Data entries
# # # # # # #
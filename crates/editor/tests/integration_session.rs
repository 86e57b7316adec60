//! Integration tests for EditorSession: pointer gestures, keyboard, designs.

use aquascape_editor_lib::fixtures::{design_with, element_at, named_element, rock_asset};
use aquascape_editor_lib::geometry::TransformEnd;
use aquascape_editor_lib::keyboard::{Key, KeyAction, KeyPress};
use aquascape_editor_lib::session::EditorSession;
use aquascape_editor_lib::state::scene::{load_design_file, save_design_file};
use aquascape_editor_lib::state::EditorSettings;
use glam::DVec2;

#[test]
fn test_drop_move_transform_then_undo_chain() {
    let mut s = EditorSession::new();
    s.set_canvas_origin(DVec2::new(20.0, 40.0));

    let id = s.drop_asset(DVec2::new(120.0, 140.0), &rock_asset());
    s.move_element(&id, 200.0, 150.0);
    s.transform_element(
        &id,
        TransformEnd {
            x: 200.0,
            y: 150.0,
            width: 0.5,
            height: 2.0,
            rotation: 370.0,
        },
    );

    let e = s.scene.get_element(&id).unwrap();
    assert_eq!((e.width, e.height), (5.0, 5.0));
    assert_eq!(e.normalized_rotation(), 10.0);

    assert!(s.undo());
    assert_eq!(s.scene.get_element(&id).unwrap().width, 180.0);
    assert!(s.undo());
    let e = s.scene.get_element(&id).unwrap();
    assert_eq!((e.x, e.y), (100.0, 100.0));
    assert!(s.undo());
    assert_eq!(s.element_count(), 0);
    assert!(!s.undo());
}

#[test]
fn test_keyboard_session_flow() {
    let mut s = EditorSession::new();
    s.scene.add_element(named_element("a", "Moss"));
    s.scene.add_element(named_element("b", "Moss"));
    s.scene.select_element(Some("a"));

    assert_eq!(
        s.handle_key("ctrl+d".parse().unwrap()),
        Some(KeyAction::DuplicateSelected)
    );
    assert_eq!(s.element_count(), 3);

    s.handle_key(KeyPress::plain(Key::Delete));
    assert_eq!(s.element_count(), 2);
    assert!(s.scene.selection().is_empty());

    s.handle_key("ctrl+shift+z".parse().unwrap());
    assert_eq!(s.element_count(), 2);
    s.handle_key(KeyPress::command(Key::Z));
    assert_eq!(s.element_count(), 3);

    s.handle_key(KeyPress::plain(Key::Escape));
    assert!(s.scene.selection().is_empty());
    assert_eq!(s.handle_key(KeyPress::plain(Key::Y)), None);
}

#[test]
fn test_design_file_round_trip() {
    let mut s = EditorSession::new();
    s.set_design_name("Riverbank");
    s.apply_preset("40 Gallon Breeder");
    s.scene.add_element(element_at("a", 3.0, 4.0));
    s.scene.add_element(named_element("b", "Seiryu"));

    let dir = tempfile::tempdir().unwrap();
    let path = dir.path().join("riverbank.json");
    save_design_file(&s.to_design(), &path).unwrap();

    let mut other = EditorSession::new();
    other.load_design(load_design_file(&path).unwrap()).unwrap();
    assert_eq!(other.design_name(), "Riverbank");
    assert_eq!(other.scene.tank_dimensions(), s.scene.tank_dimensions());
    assert_eq!(other.scene.elements(), s.scene.elements());
}

#[test]
fn test_load_design_keeps_substrate_and_skips_duplicates() {
    let mut s = EditorSession::new();
    s.scene.set_substrate_type("aquasoil");

    let design = design_with(
        "dupes",
        vec![element_at("x", 0.0, 0.0), element_at("x", 5.0, 5.0)],
    );
    s.load_design(design).unwrap();
    assert_eq!(s.element_count(), 1);
    assert_eq!(s.scene.substrate().type_id, "aquasoil");
}

#[test]
fn test_settings_drive_history_capacity() {
    let settings = EditorSettings {
        history_capacity: 2,
        ..EditorSettings::default()
    };
    let mut s = EditorSession::from_settings(settings);
    for i in 0..5 {
        s.scene.add_element(element_at(&format!("e{i}"), 0.0, 0.0));
    }
    assert!(s.undo());
    assert!(s.undo());
    assert!(!s.undo());
    assert_eq!(s.element_count(), 3);
}

#[test]
fn test_autosave_to_path_round_trip() {
    let mut s = EditorSession::new();
    s.scene.add_element(element_at("a", 1.0, 1.0));
    s.scene.select_element(Some("a"));

    let dir = tempfile::tempdir().unwrap();
    let path = dir.path().join("autosave.json");
    assert!(s.scene.autosave_to(&path));

    let doc = aquascape_editor_lib::state::scene::load_document(&path).unwrap();
    assert_eq!(&doc, s.scene.document());
}

#[test]
fn test_autosave_failure_does_not_disturb_document() {
    let mut s = EditorSession::new();
    for i in 0..6 {
        s.scene.add_element(element_at(&format!("e{i}"), 0.0, 0.0));
    }

    let dir = tempfile::tempdir().unwrap();
    let blocker = dir.path().join("file");
    std::fs::write(&blocker, "x").unwrap();
    // parent is a regular file, so both attempts fail
    assert!(!s.scene.autosave_to(&blocker.join("autosave.json")));

    assert_eq!(s.element_count(), 6);
    assert!(s.undo());
}
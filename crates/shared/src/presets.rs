//! Standard tank sizes

use crate::TankDimensions;

#[derive(Debug, Clone, Copy, PartialEq)]
pub struct TankPreset {
    pub name: &'static str,
    /// Centimeters
    pub width: f64,
    pub height: f64,
    pub depth: f64,
    pub volume_gallons: u32,
}

impl TankPreset {
    pub fn dimensions(&self) -> TankDimensions {
        TankDimensions {
            width: self.width,
            height: self.height,
            depth: self.depth,
        }
    }
}

pub static TANK_PRESETS: &[TankPreset] = &[
    TankPreset {
        name: "5 Gallon",
        width: 40.6,
        height: 25.4,
        depth: 25.4,
        volume_gallons: 5,
    },
    TankPreset {
        name: "10 Gallon",
        width: 50.8,
        height: 30.5,
        depth: 25.4,
        volume_gallons: 10,
    },
    TankPreset {
        name: "20 Gallon Long",
        width: 76.2,
        height: 30.5,
        depth: 30.5,
        volume_gallons: 20,
    },
    TankPreset {
        name: "29 Gallon",
        width: 76.2,
        height: 40.6,
        depth: 30.5,
        volume_gallons: 29,
    },
    TankPreset {
        name: "40 Gallon Breeder",
        width: 91.4,
        height: 40.6,
        depth: 45.7,
        volume_gallons: 40,
    },
    TankPreset {
        name: "55 Gallon",
        width: 122.0,
        height: 50.8,
        depth: 30.5,
        volume_gallons: 55,
    },
    TankPreset {
        name: "75 Gallon",
        width: 122.0,
        height: 50.8,
        depth: 45.7,
        volume_gallons: 75,
    },
];

/// Case-insensitive lookup by display name
pub fn tank_preset(name: &str) -> Option<&'static TankPreset> {
    TANK_PRESETS
        .iter()
        .find(|p| p.name.eq_ignore_ascii_case(name))
}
# # # # # # #
**YOUR OBJECTIVE:** The lines above should be printed again, exactly as they are.

**WRITTEN SOLUTION:**
filename crates/editor/tests/integration_session.rs
repository 86e57b7316adec60
//! Integration tests for EditorSession: pointer gestures, keyboard, designs.

use aquascape_editor_lib::fixtures::{design_with, element_at, named_element, rock_asset};
use aquascape_editor_lib::geometry::TransformEnd;
use aquascape_editor_lib::keyboard::{Key, KeyAction, KeyPress};
use aquascape_editor_lib::session::EditorSession;
use aquascape_editor_lib::state::scene::{load_design_file, save_design_file};
use aquascape_editor_lib::state::EditorSettings;
use glam::DVec2;

#[test]
fn test_drop_move_transform_then_undo_chain() {
    let mut s = EditorSession::new();
    s.set_canvas_origin(DVec2::new(20.0, 40.0));

    let id = s.drop_asset(DVec2::new(120.0, 140.0), &rock_asset());
    s.move_element(&id, 200.0, 150.0);
    s.transform_element(
        &id,
        TransformEnd {
            x: 200.0,
            y: 150.0,
            width: 0.5,
            height: 2.0,
            rotation: 370.0,
        },
    );

    let e = s.scene.get_element(&id).unwrap();
    assert_eq!((e.width, e.height), (5.0, 5.0));
    assert_eq!(e.normalized_rotation(), 10.0);

    assert!(s.undo());
    assert_eq!(s.scene.get_element(&id).unwrap().width, 180.0);
    assert!(s.undo());
    let e = s.scene.get_element(&id).unwrap();
    assert_eq!((e.x, e.y), (100.0, 100.0));
    assert!(s.undo());
    assert_eq!(s.element_count(), 0);
    assert!(!s.undo());
}

#[test]
fn test_keyboard_session_flow() {
    let mut s = EditorSession::new();
    s.scene.add_element(named_element("a", "Moss"));
    s.scene.add_element(named_element("b", "Moss"));
    s.scene.select_element(Some("a"));

    assert_eq!(
        s.handle_key("ctrl+d".parse().unwrap()),
        Some(KeyAction::DuplicateSelected)
    );
    assert_eq!(s.element_count(), 3);

    s.handle_key(KeyPress::plain(Key::Delete));
    assert_eq!(s.element_count(), 2);
    assert!(s.scene.selection().is_empty());

    s.handle_key("ctrl+shift+z".parse().unwrap());
    assert_eq!(s.element_count(), 2);
    s.handle_key(KeyPress::command(Key::Z));
    assert_eq!(s.element_count(), 3);

    s.handle_key(KeyPress::plain(Key::Escape));
    assert!(s.scene.selection().is_empty());
    assert_eq!(s.handle_key(KeyPress::plain(Key::Y)), None);
}

#[test]
fn test_design_file_round_trip() {
    let mut s = EditorSession::new();
    s.set_design_name("Riverbank");
    s.apply_preset("40 Gallon Breeder");
    s.scene.add_element(element_at("a", 3.0, 4.0));
    s.scene.add_element(named_element("b", "Seiryu"));

    let dir = tempfile::tempdir().unwrap();
    let path = dir.path().join("riverbank.json");
    save_design_file(&s.to_design(), &path).unwrap();

    let mut other = EditorSession::new();
    other.load_design(load_design_file(&path).unwrap()).unwrap();
    assert_eq!(other.design_name(), "Riverbank");
    assert_eq!(other.scene.tank_dimensions(), s.scene.tank_dimensions());
    assert_eq!(other.scene.elements(), s.scene.elements());
}

#[test]
fn test_load_design_keeps_substrate_and_skips_duplicates() {
    let mut s = EditorSession::new();
    s.scene.set_substrate_type("aquasoil");

    let design = design_with(
        "dupes",
        vec![element_at("x", 0.0, 0.0), element_at("x", 5.0, 5.0)],
    );
    s.load_design(design).unwrap();
    assert_eq!(s.element_count(), 1);
    assert_eq!(s.scene.substrate().type_id, "aquasoil");
}

#[test]
fn test_settings_drive_history_capacity() {
    let settings = EditorSettings {
        history_capacity: 2,
        ..EditorSettings::default()
    };
    let mut s = EditorSession::from_settings(settings);
    for i in 0..5 {
        s.scene.add_element(element_at(&format!("e{i}"), 0.0, 0.0));
    }
    assert!(s.undo());
    assert!(s.undo());
    assert!(!s.undo());
    assert_eq!(s.element_count(), 3);
}

#[test]
fn test_autosave_to_path_round_trip() {
    let mut s = EditorSession::new();
    s.scene.add_element(element_at("a", 1.0, 1.0));
    s.scene.select_element(Some("a"));

    let dir = tempfile::tempdir().unwrap();
    let path = dir.path().join("autosave.json");
    assert!(s.scene.autosave_to(&path));

    let doc = aquascape_editor_lib::state::scene::load_document(&path).unwrap();
    assert_eq!(&doc, s.scene.document());
}

#[test]
fn test_autosave_failure_does_not_disturb_document() {
    let mut s = EditorSession::new();
    for i in 0..6 {
        s.scene.add_element(element_at(&format!("e{i}"), 0.0, 0.0));
    }

    let dir = tempfile::tempdir().unwrap();
    let blocker = dir.path().join("file");
    std::fs::write(&blocker, "x").unwrap();
    // parent is a regular file, so both attempts fail
    assert!(!s.scene.autosave_to(&blocker.join("autosave.json")));

    assert_eq!(s.element_count(), 6);
    assert!(s.undo());
}
filename crates/shared/src/presets.rs
//! Standard tank sizes

use crate::TankDimensions;

#[derive(Debug, Clone, Copy, PartialEq)]
pub struct TankPreset {
    pub name: &'static str,
    /// Centimeters
    pub width: f64,
    pub height: f64,
    pub depth: f64,
    pub volume_gallons: u32,
}

impl TankPreset {
    pub fn dimensions(&self) -> TankDimensions {
        TankDimensions {
            width: self.width,
            height: self.height,
            depth: self.depth,
        }
    }
}

pub static TANK_PRESETS: &[TankPreset] = &[
    TankPreset {
        name: "5 Gallon",
        width: 40.6,
        height: 25.4,
        depth: 25.4,
        volume_gallons: 5,
    },
    TankPreset {
        name: "10 Gallon",
        width: 50.8,
        height: 30.5,
        depth: 25.4,
        volume_gallons: 10,
    },
    TankPreset {
        name: "20 Gallon Long",
        width: 76.2,
        height: 30.5,
        depth: 30.5,
        volume_gallons: 20,
    },
    TankPreset {
        name: "29 Gallon",
        width: 76.2,
        height: 40.6,
        depth: 30.5,
        volume_gallons: 29,
    },
    TankPreset {
        name: "40 Gallon Breeder",
        width: 91.4,
        height: 40.6,
        depth: 45.7,
        volume_gallons: 40,
    },
    TankPreset {
        name: "55 Gallon",
        width: 122.0,
        height: 50.8,
        depth: 30.5,
        volume_gallons: 55,
    },
    TankPreset {
        name: "75 Gallon",
        width: 122.0,
        height: 50.8,
        depth: 45.7,
        volume_gallons: 75,
    },
];

/// Case-insensitive lookup by display name
pub fn tank_preset(name: &str) -> Option<&'static TankPreset> {
    TANK_PRESETS
        .iter()
        .find(|p| p.name.eq_ignore_ascii_case(name))
}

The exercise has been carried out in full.